SAN FRANCISCO, July 3 A toll road operator in
California's Orange County, the Foothill-Eastern Transportation
Corridor Agency, is at risk of defaulting on its bond payments
if it does not refinance more than $2 billion of outstanding
debt, State Treasurer Bill Lockyer said on Wednesday.
"Without the refinancing, the risk of default is
unacceptably high, threatening negative consequences not only to
the agency and its bondholders, but to local governments and the
state as well," Lockyer said in a letter accompanying a report
supporting the agency's planned debt restructuring.
The agency's toll roads were built with proceeds from
toll-revenue bonds issued in the 1990s. Traffic and toll
collections have not been as strong as expected, the report
noted, adding that revenues are below the level needed to keep
up with increases in future debt service.

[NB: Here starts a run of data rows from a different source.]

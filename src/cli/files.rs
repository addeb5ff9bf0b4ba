//! Reading playground files from disk.

use std::fs;
use std::path::{Path, PathBuf};

use anyhow::{Context, Result};

use crate::core::{FileSet, InputFile};
use crate::utils::path::{display_relative, normalize_path};

/// The files of one playground as they sit on disk.
#[derive(Debug, Clone)]
pub struct SourceFiles {
    /// Base the editor paths are relative to.
    base: PathBuf,
    paths: Vec<PathBuf>,
}

impl SourceFiles {
    /// Paths are kept in the given order; the first one is the entry file.
    pub fn new(paths: &[PathBuf], base: &Path) -> Self {
        let base = normalize_path(base);
        let paths = paths.iter().map(|p| normalize_path(&base.join(p))).collect();
        Self { base, paths }
    }

    pub fn paths(&self) -> &[PathBuf] {
        &self.paths
    }

    /// Editor path of a file on disk (relative, forward slashes).
    pub fn editor_path(&self, path: &Path) -> String {
        display_relative(path, &self.base)
    }

    pub fn contains(&self, path: &Path) -> bool {
        let path = normalize_path(path);
        self.paths.iter().any(|p| *p == path)
    }

    /// Read every file; the whole set is replaced on each change.
    pub fn read(&self) -> Result<FileSet> {
        self.paths
            .iter()
            .map(|path| {
                let content = fs::read_to_string(path)
                    .with_context(|| format!("failed to read {}", path.display()))?;
                Ok(InputFile::new(self.editor_path(path), content))
            })
            .collect::<Result<Vec<_>>>()
            .map(FileSet::new)
    }
}

#[cfg(test)]
mod tests {
    use super::*;
    use tempfile::TempDir;

    #[test]
    fn test_read_keeps_order_and_relative_paths() {
        let temp = TempDir::new().unwrap();
        fs::create_dir_all(temp.path().join("lib")).unwrap();
        fs::write(temp.path().join("App.tsx"), "import x from './lib/x'").unwrap();
        fs::write(temp.path().join("lib/x.ts"), "export default 1").unwrap();

        let sources = SourceFiles::new(
            &[PathBuf::from("App.tsx"), PathBuf::from("lib/x.ts")],
            temp.path(),
        );
        let files = sources.read().unwrap();
        assert_eq!(files.paths().collect::<Vec<_>>(), vec!["App.tsx", "lib/x.ts"]);
        assert_eq!(files.get("lib/x.ts").unwrap().content, "export default 1");
        assert!(sources.contains(&temp.path().join("App.tsx")));
    }

    #[test]
    fn test_read_missing_file() {
        let temp = TempDir::new().unwrap();
        let sources = SourceFiles::new(&[PathBuf::from("gone.tsx")], temp.path());
        let err = sources.read().unwrap_err();
        assert!(err.to_string().contains("gone.tsx"));
    }
}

Orange County declared bankruptcy in 1994. With about 3
million residents, the Southern California county was the
largest U.S. county to have asked for protection from creditors
under Chapter 9 until Jefferson County, Alabama, did so in 2011.

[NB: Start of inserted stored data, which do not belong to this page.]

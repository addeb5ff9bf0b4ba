//! Input files and ordered file sets.
//!
//! A [`FileSet`] is what the editor hands over on every edit: the complete,
//! ordered list of files (no incremental diffing). Sets are immutable and
//! cheap to clone, so the same value can sit in the debounce buffer, in the
//! session state and in an in-flight build request at once.

use std::collections::BTreeMap;
use std::fmt;
use std::sync::Arc;

use serde::{Deserialize, Serialize};

/// A single editable source file.
#[derive(Debug, Clone, PartialEq, Eq, Serialize, Deserialize)]
pub struct InputFile {
    /// Identity of the file within a set (e.g. `App.tsx`).
    pub path: String,
    pub content: String,
    /// Provider-specific metadata, passed through untouched.
    #[serde(default, skip_serializing_if = "BTreeMap::is_empty")]
    pub metadata: BTreeMap<String, String>,
}

impl InputFile {
    pub fn new(path: impl Into<String>, content: impl Into<String>) -> Self {
        Self {
            path: path.into(),
            content: content.into(),
            metadata: BTreeMap::new(),
        }
    }

    pub fn with_metadata(mut self, key: impl Into<String>, value: impl Into<String>) -> Self {
        self.metadata.insert(key.into(), value.into());
        self
    }
}

// =============================================================================
// Fingerprint
// =============================================================================

/// A 256-bit content fingerprint (blake3) of a whole file set.
#[derive(Debug, Clone, Copy, PartialEq, Eq, Hash)]
pub struct Fingerprint([u8; 32]);

impl Fingerprint {
    /// Fingerprint of the empty set.
    pub fn empty() -> Self {
        Self::of(&[])
    }

    /// Hash paths, contents and metadata in order.
    ///
    /// Every field is length-prefixed so `("ab", "c")` and `("a", "bc")`
    /// never collide.
    pub fn of(files: &[InputFile]) -> Self {
        let mut hasher = blake3::Hasher::new();
        hasher.update(&(files.len() as u64).to_le_bytes());
        for file in files {
            update_field(&mut hasher, &file.path);
            update_field(&mut hasher, &file.content);
            hasher.update(&(file.metadata.len() as u64).to_le_bytes());
            for (key, value) in &file.metadata {
                update_field(&mut hasher, key);
                update_field(&mut hasher, value);
            }
        }
        Self(*hasher.finalize().as_bytes())
    }

    pub fn to_hex(self) -> String {
        hex::encode(self.0)
    }
}

fn update_field(hasher: &mut blake3::Hasher, field: &str) {
    hasher.update(&(field.len() as u64).to_le_bytes());
    hasher.update(field.as_bytes());
}

impl fmt::Display for Fingerprint {
    fn fmt(&self, f: &mut fmt::Formatter<'_>) -> fmt::Result {
        // First 16 hex chars are plenty for logs
        write!(f, "{}", &self.to_hex()[..16])
    }
}

// =============================================================================
// FileSet
// =============================================================================

/// Ordered, immutable set of input files.
///
/// Order is the editor's insertion order; it is preserved but carries no
/// meaning for the session itself.
#[derive(Clone, PartialEq, Eq)]
pub struct FileSet {
    files: Arc<[InputFile]>,
    fingerprint: Fingerprint,
}

impl FileSet {
    pub fn new(files: Vec<InputFile>) -> Self {
        let fingerprint = Fingerprint::of(&files);
        Self {
            files: files.into(),
            fingerprint,
        }
    }

    pub fn empty() -> Self {
        Self::new(Vec::new())
    }

    pub fn fingerprint(&self) -> Fingerprint {
        self.fingerprint
    }

    pub fn as_slice(&self) -> &[InputFile] {
        &self.files
    }

    pub fn iter(&self) -> std::slice::Iter<'_, InputFile> {
        self.files.iter()
    }

    pub fn len(&self) -> usize {
        self.files.len()
    }

    pub fn is_empty(&self) -> bool {
        self.files.is_empty()
    }

    pub fn get(&self, path: &str) -> Option<&InputFile> {
        self.files.iter().find(|f| f.path == path)
    }

    pub fn paths(&self) -> impl Iterator<Item = &str> {
        self.files.iter().map(|f| f.path.as_str())
    }

    /// Full replacement set with `path` set to `content`.
    ///
    /// Existing files keep their position (and metadata); unknown paths are
    /// appended. This is the shape of an editor keystroke.
    pub fn with_content(&self, path: &str, content: impl Into<String>) -> FileSet {
        let content = content.into();
        let mut files = self.files.to_vec();
        match files.iter_mut().find(|f| f.path == path) {
            Some(file) => file.content = content,
            None => files.push(InputFile::new(path, content)),
        }
        FileSet::new(files)
    }
}

impl Default for FileSet {
    fn default() -> Self {
        Self::empty()
    }
}

impl fmt::Debug for FileSet {
    fn fmt(&self, f: &mut fmt::Formatter<'_>) -> fmt::Result {
        f.debug_struct("FileSet")
            .field("paths", &self.paths().collect::<Vec<_>>())
            .field("fingerprint", &format_args!("{}", self.fingerprint))
            .finish()
    }
}

impl From<Vec<InputFile>> for FileSet {
    fn from(files: Vec<InputFile>) -> Self {
        Self::new(files)
    }
}

impl FromIterator<InputFile> for FileSet {
    fn from_iter<I: IntoIterator<Item = InputFile>>(iter: I) -> Self {
        Self::new(iter.into_iter().collect())
    }
}

impl<'a> IntoIterator for &'a FileSet {
    type Item = &'a InputFile;
    type IntoIter = std::slice::Iter<'a, InputFile>;

    fn into_iter(self) -> Self::IntoIter {
        self.iter()
    }
}

#[cfg(test)]
mod tests {
    use super::*;

    fn sample() -> FileSet {
        FileSet::new(vec![
            InputFile::new("a.tsx", "export default () => null"),
            InputFile::new("b.css", "body {}"),
        ])
    }

    #[test]
    fn test_fingerprint_tracks_content() {
        let set = sample();
        let same = sample();
        assert_eq!(set.fingerprint(), same.fingerprint());

        let edited = set.with_content("a.tsx", "export default () => 1");
        assert_ne!(set.fingerprint(), edited.fingerprint());
    }

    #[test]
    fn test_fingerprint_field_boundaries() {
        let left = FileSet::new(vec![InputFile::new("ab", "c")]);
        let right = FileSet::new(vec![InputFile::new("a", "bc")]);
        assert_ne!(left.fingerprint(), right.fingerprint());
    }

    #[test]
    fn test_fingerprint_includes_metadata() {
        let plain = FileSet::new(vec![InputFile::new("a.tsx", "x")]);
        let tagged = FileSet::new(vec![InputFile::new("a.tsx", "x").with_metadata("hidden", "true")]);
        assert_ne!(plain.fingerprint(), tagged.fingerprint());
    }

    #[test]
    fn test_with_content_keeps_order() {
        let set = sample().with_content("a.tsx", "changed");
        assert_eq!(set.paths().collect::<Vec<_>>(), ["a.tsx", "b.css"]);
        assert_eq!(set.get("a.tsx").unwrap().content, "changed");

        let set = set.with_content("c.ts", "new");
        assert_eq!(set.paths().collect::<Vec<_>>(), ["a.tsx", "b.css", "c.ts"]);
    }

    #[test]
    fn test_empty_set() {
        let set = FileSet::default();
        assert!(set.is_empty());
        assert_eq!(set.fingerprint(), Fingerprint::empty());
        assert_eq!(set.fingerprint().to_string().len(), 16);
    }
}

The Foothill-Eastern Transportation Corridor Agency, one of
two joint-powers authorities created in 1986 to operate roads in
Orange County, plans to offer up to $2.4 billion of refunding
revenue bonds to refinance its outstanding debt. These refunding
bonds are rated at just above speculative grade with a Baa3
rating from Moody's Investors Service and a BBB-minus rating
from Fitch Ratings.
The agency had initially planned to offer the refunding
bonds next week, but has postponed their sale until later this
month at the earliest, agency spokeswoman Lisa Telles said. The
bond sale will be managed by Goldman Sachs and Barclays.
The report prepared by Montague DeRose and Associates, a
consulting firm for public-sector clients, supports the debt
restructuring because its lower interest rates should help ease
future debt payments.
The Montague report recommended that the Foothill-Eastern
Transportation Corridor Agency set aside a large share of
savings stemming from the debt restructuring.
The report also recommended that Caltrans, California's
transportation department, modify its Cooperative Agreement with
the toll-road agency to protect itself and bondholders.
Caltrans is technically the owner of the agency's toll
roads. The Orange County agency reimburses Caltrans for
maintaining the toll roads so the state has a stake in the
agency's finances, according to a Lockyer spokesman.